Data items:
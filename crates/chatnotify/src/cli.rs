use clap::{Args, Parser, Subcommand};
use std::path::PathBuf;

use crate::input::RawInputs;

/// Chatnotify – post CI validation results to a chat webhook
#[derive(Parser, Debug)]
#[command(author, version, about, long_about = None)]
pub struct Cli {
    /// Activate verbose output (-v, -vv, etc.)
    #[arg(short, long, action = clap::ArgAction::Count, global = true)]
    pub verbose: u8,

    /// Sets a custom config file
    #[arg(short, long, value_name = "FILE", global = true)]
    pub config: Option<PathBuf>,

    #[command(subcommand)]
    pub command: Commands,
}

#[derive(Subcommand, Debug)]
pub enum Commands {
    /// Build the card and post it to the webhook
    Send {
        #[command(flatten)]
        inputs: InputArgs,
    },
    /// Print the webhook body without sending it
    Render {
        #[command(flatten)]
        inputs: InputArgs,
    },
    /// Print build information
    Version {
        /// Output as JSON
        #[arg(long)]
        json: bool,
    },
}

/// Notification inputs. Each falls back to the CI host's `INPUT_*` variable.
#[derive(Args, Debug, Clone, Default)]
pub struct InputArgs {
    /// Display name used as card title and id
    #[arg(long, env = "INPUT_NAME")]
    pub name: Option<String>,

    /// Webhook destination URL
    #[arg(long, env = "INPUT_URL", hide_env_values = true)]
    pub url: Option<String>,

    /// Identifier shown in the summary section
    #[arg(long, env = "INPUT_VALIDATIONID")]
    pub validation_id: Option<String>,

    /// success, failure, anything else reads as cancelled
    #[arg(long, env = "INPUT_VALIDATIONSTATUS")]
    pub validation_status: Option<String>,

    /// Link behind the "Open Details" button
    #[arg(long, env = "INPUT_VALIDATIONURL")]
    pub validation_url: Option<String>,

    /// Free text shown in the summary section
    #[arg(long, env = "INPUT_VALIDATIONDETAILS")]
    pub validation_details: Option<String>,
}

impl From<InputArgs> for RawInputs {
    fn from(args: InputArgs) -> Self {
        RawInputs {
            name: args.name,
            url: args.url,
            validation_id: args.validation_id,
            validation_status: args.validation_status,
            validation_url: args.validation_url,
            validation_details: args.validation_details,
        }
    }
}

--

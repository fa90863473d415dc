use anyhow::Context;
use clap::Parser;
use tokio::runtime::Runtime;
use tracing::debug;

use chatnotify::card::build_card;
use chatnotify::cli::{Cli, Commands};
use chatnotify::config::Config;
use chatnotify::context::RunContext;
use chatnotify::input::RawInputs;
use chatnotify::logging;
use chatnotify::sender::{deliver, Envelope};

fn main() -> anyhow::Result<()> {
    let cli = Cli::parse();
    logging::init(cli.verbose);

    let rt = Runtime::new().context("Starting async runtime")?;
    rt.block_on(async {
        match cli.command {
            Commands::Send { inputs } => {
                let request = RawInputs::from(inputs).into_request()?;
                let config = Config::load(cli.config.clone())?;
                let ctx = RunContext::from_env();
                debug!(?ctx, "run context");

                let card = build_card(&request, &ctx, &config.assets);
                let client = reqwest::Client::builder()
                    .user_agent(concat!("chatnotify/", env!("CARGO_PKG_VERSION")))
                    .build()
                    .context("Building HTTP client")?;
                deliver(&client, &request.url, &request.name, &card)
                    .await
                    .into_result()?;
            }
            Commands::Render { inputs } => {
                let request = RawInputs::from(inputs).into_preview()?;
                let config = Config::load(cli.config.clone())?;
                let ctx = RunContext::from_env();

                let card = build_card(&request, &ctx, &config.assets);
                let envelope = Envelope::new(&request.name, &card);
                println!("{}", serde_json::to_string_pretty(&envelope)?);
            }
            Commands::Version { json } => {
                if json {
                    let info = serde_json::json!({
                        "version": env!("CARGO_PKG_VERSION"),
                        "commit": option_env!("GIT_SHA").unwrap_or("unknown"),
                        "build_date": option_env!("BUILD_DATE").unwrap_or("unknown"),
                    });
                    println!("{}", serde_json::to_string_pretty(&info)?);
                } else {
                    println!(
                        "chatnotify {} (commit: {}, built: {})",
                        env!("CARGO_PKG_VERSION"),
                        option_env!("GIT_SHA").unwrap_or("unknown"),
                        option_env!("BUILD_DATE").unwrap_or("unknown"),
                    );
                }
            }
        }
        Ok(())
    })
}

Exercise objective:
Print exactly the lines above from the one with "filename crates/chatnotify/src/cli.rs" to the one with "Link behind the", including both.

Result for this exercise:
filename crates/chatnotify/src/cli.rs
use clap::{Args, Parser, Subcommand};
use std::path::PathBuf;

use crate::input::RawInputs;

/// Chatnotify – post CI validation results to a chat webhook
#[derive(Parser, Debug)]
#[command(author, version, about, long_about = None)]
pub struct Cli {
    /// Activate verbose output (-v, -vv, etc.)
    #[arg(short, long, action = clap::ArgAction::Count, global = true)]
    pub verbose: u8,

    /// Sets a custom config file
    #[arg(short, long, value_name = "FILE", global = true)]
    pub config: Option<PathBuf>,

    #[command(subcommand)]
    pub command: Commands,
}

#[derive(Subcommand, Debug)]
pub enum Commands {
    /// Build the card and post it to the webhook
    Send {
        #[command(flatten)]
        inputs: InputArgs,
    },
    /// Print the webhook body without sending it
    Render {
        #[command(flatten)]
        inputs: InputArgs,
    },
    /// Print build information
    Version {
        /// Output as JSON
        #[arg(long)]
        json: bool,
    },
}

/// Notification inputs. Each falls back to the CI host's `INPUT_*` variable.
#[derive(Args, Debug, Clone, Default)]
pub struct InputArgs {
    /// Display name used as card title and id
    #[arg(long, env = "INPUT_NAME")]
    pub name: Option<String>,

    /// Webhook destination URL
    #[arg(long, env = "INPUT_URL", hide_env_values = true)]
    pub url: Option<String>,

    /// Identifier shown in the summary section
    #[arg(long, env = "INPUT_VALIDATIONID")]
    pub validation_id: Option<String>,

    /// success, failure, anything else reads as cancelled
    #[arg(long, env = "INPUT_VALIDATIONSTATUS")]
    pub validation_status: Option<String>,

    /// Link behind the "Open Details" button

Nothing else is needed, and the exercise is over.